A solar dial is a type of time switch used primarily for controlling lighting.

The benefit of a solar dial over a conventional 'on-off' time switch is the ability to 'track' the sunrise and sunset times for a particular latitude (which is specified when the unit is purchased). The solar dial 'adjusts' itself by a fractional amount each day, thereby ensuring that street lighting is switched on and off when required throughout the year. Many dials also have an additional 'part night' facility allowing for a switch-off in the middle of the night, and then back on in the morning if needed. This 'part night' option was widely adopted in the United Kingdom for street lighting in the 1970s and 1980s in order to conserve energy. Some solar dial switches have a clockwork or battery 'reserve' to maintain time accuracy in cases of power outage. If this is lacking, the switch would have to be reset every time the power fails, a labour-intensive task.

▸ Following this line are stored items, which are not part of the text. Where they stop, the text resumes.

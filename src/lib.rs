//! Stampede is a multi-protocol load-execution engine: it drives many
//! concurrent virtual users through scripted request sequences over HTTP(S),
//! WebSocket, raw TCP/UDP, MQTT and pluggable database back-ends, aggregates
//! timing and outcome data, and validates the aggregate against declared
//! thresholds.
//!
//! The engine is the core only: command-line front ends, configuration
//! loaders, report renderers and load-pattern generators are external
//! collaborators that feed it requests and consume its snapshots.
//!
//! ```no_run
//! use stampede::{Engine, EngineConfig, Request};
//!
//! # async fn run() -> stampede::Result<()> {
//! let engine = Engine::new(EngineConfig::default())?;
//! let response = engine.execute(&Request::get("https://example.test/health")).await?;
//! assert!(response.success);
//! let snapshot = engine.metrics();
//! assert_eq!(snapshot.total_requests, 1);
//! # Ok(())
//! # }
//! ```

pub mod adapter;
pub mod assertion;
pub mod auth;
pub mod clock;
pub mod engine;
pub mod error;
pub mod metrics;
pub mod registry;
pub mod request;
pub mod response;
pub mod scenario;
pub mod session;
pub mod worker;

pub use engine::{Engine, EngineConfig};
pub use error::{Error, Result};
pub use metrics::{Metrics, MetricsSnapshot};
pub use request::{DbOptions, MqttOptions, MqttQos, Payload, Protocol, Request, WsOptions};
pub use response::{Response, Trailer};
pub use scenario::{Scenario, ScenarioReport, Step, StepReport};
pub use session::{ExtractRule, ExtractSource, SessionManager, SessionStore};
pub use worker::WorkerPool;
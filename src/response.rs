//! Response records and per-protocol trailers.

use crate::request::{MqttQos, Protocol, MAX_BODY_LEN, MAX_HEADER_LEN};

/// Protocol-specific response data.
#[derive(Debug, Clone, Default, PartialEq)]
pub enum Trailer {
    #[default]
    None,
    WebSocket {
        subprotocol: String,
        messages_sent: u64,
        messages_received: u64,
        bytes_sent: u64,
        bytes_received: u64,
    },
    Database {
        rows_affected: u64,
        rows_returned: u64,
        result_set: String,
    },
    Tcp {
        socket_id: u64,
        bytes_sent: u64,
        bytes_received: u64,
        connect_time_us: u64,
    },
    Udp {
        socket_id: u64,
        bytes_sent: u64,
        bytes_received: u64,
        remote_host: String,
        remote_port: u16,
    },
    Mqtt {
        message_published: bool,
        message_received: bool,
        published_count: u64,
        received_count: u64,
        topic: String,
        last_message: String,
        qos: MqttQos,
        retained: bool,
        publish_time_us: u64,
    },
}

/// The outcome of one executed request.
///
/// `headers` and `body` are captured into bounded buffers: an adapter
/// truncates past [`MAX_HEADER_LEN`] / [`MAX_BODY_LEN`] while `success`
/// keeps reflecting transport and status only. `response_time_us` is
/// populated even on failure so failed operations still contribute to
/// latency observations.
#[derive(Debug, Clone)]
pub struct Response {
    pub protocol: Protocol,
    pub status_code: u16,
    pub headers: String,
    pub body: String,
    pub response_time_us: u64,
    pub success: bool,
    pub error: String,
    pub trailer: Trailer,
}

impl Response {
    pub(crate) fn new(protocol: Protocol) -> Self {
        Self {
            protocol,
            status_code: 0,
            headers: String::new(),
            body: String::new(),
            response_time_us: 0,
            success: false,
            error: String::new(),
            trailer: Trailer::None,
        }
    }

    /// Build a failed response from an error, keeping the original's
    /// status-code conventions (404 resolve, 408 timeout, 410 peer close,
    /// 400 not connected, 500 otherwise).
    pub(crate) fn from_error(protocol: Protocol, err: &crate::Error, elapsed_us: u64) -> Self {
        let mut resp = Self::new(protocol);
        resp.status_code = err.status_code();
        resp.error = err.to_string();
        resp.response_time_us = elapsed_us;
        resp
    }

    pub(crate) fn set_body(&mut self, body: &str) {
        self.body = truncate_utf8(body, MAX_BODY_LEN).to_owned();
    }

    pub(crate) fn set_headers(&mut self, headers: &str) {
        self.headers = truncate_utf8(headers, MAX_HEADER_LEN).to_owned();
    }

    /// Case-insensitive lookup of a header in the newline-delimited blob.
    /// Returns the first match.
    pub fn header(&self, name: &str) -> Option<&str> {
        header_lookup(&self.headers, name)
    }

    /// All values of a header, for repeated headers such as `Set-Cookie`.
    pub fn header_all<'a>(&'a self, name: &'a str) -> impl Iterator<Item = &'a str> {
        self.headers.lines().filter_map(move |line| {
            let (key, value) = line.split_once(':')?;
            key.trim().eq_ignore_ascii_case(name).then(|| value.trim())
        })
    }

    pub fn response_time_ms(&self) -> f64 {
        self.response_time_us as f64 / 1000.0
    }
}

pub(crate) fn header_lookup<'a>(blob: &'a str, name: &str) -> Option<&'a str> {
    blob.lines().find_map(|line| {
        let (key, value) = line.split_once(':')?;
        key.trim().eq_ignore_ascii_case(name).then(|| value.trim())
    })
}

/// Truncate to at most `max` bytes without splitting a UTF-8 sequence.
pub(crate) fn truncate_utf8(s: &str, max: usize) -> &str {
    if s.len() <= max {
        return s;
    }
    let mut end = max;
    while end > 0 && !s.is_char_boundary(end) {
        end -= 1;
    }
    &s[..end]
}

#[cfg(test)]
mod tests {
    use super::*;

    #[test]
    fn test_header_lookup_case_insensitive() {
        let mut resp = Response::new(Protocol::Http);
        resp.headers = "Content-Type: text/html\nSet-Cookie: sid=abc\nset-cookie: t=1".into();
        assert_eq!(resp.header("content-type"), Some("text/html"));
        assert_eq!(resp.header("SET-COOKIE"), Some("sid=abc"));
        let all: Vec<_> = resp.header_all("Set-Cookie").collect();
        assert_eq!(all, vec!["sid=abc", "t=1"]);
        assert_eq!(resp.header("X-Missing"), None);
    }

    #[test]
    fn test_truncate_respects_char_boundary() {
        let s = "aé"; // 'é' is two bytes starting at index 1
        assert_eq!(truncate_utf8(s, 2), "a");
        assert_eq!(truncate_utf8(s, 3), "aé");

        let big = "x".repeat(MAX_BODY_LEN + 100);
        let mut resp = Response::new(Protocol::Http);
        resp.set_body(&big);
        assert_eq!(resp.body.len(), MAX_BODY_LEN);
    }
}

Frequently, one time switch with a heavier switch rating is used to control a whole series of lighting columns, perhaps one side of a street, and another to control the opposite side. Many columns are however fitted with individual clocks, especially on alleyways, pathways, and areas in which a single column stands alone. Sometimes the time switch is housed in a box fitted to a wall or telegraph pole, and the lanterns are powered/switched by means of an extra (fifth) core on the overhead cables.

==Obsolescence==
The solar dial time switch has largely been superseded by photocell control, which is cheaper and requires less maintenance. Solar dials are still used for lighting stairwells and car parks, and in some cases local authorities may request them for street lighting, though this is rare. Solar dials are often found in the rural United Kingdom , but as these fail they are sometimes replaced by a photocell, usually on a new lantern and sometimes with a whole new column. More recently, digital sunrise/sunset tracking time switches have appeared on the market, but these are generally too expensive for large scale use in street lighting and have not been adopted for this purpose, except in a few rare instances.

Sangamo still manufacture and sell three models of solar dials from their factory in Port Glasgow. Solar dials continue to be used in retail premises, security systems, lighting and industrial heating systems. Old examples from the 1950s, 1960s and 1970s are collected by enthusiasts.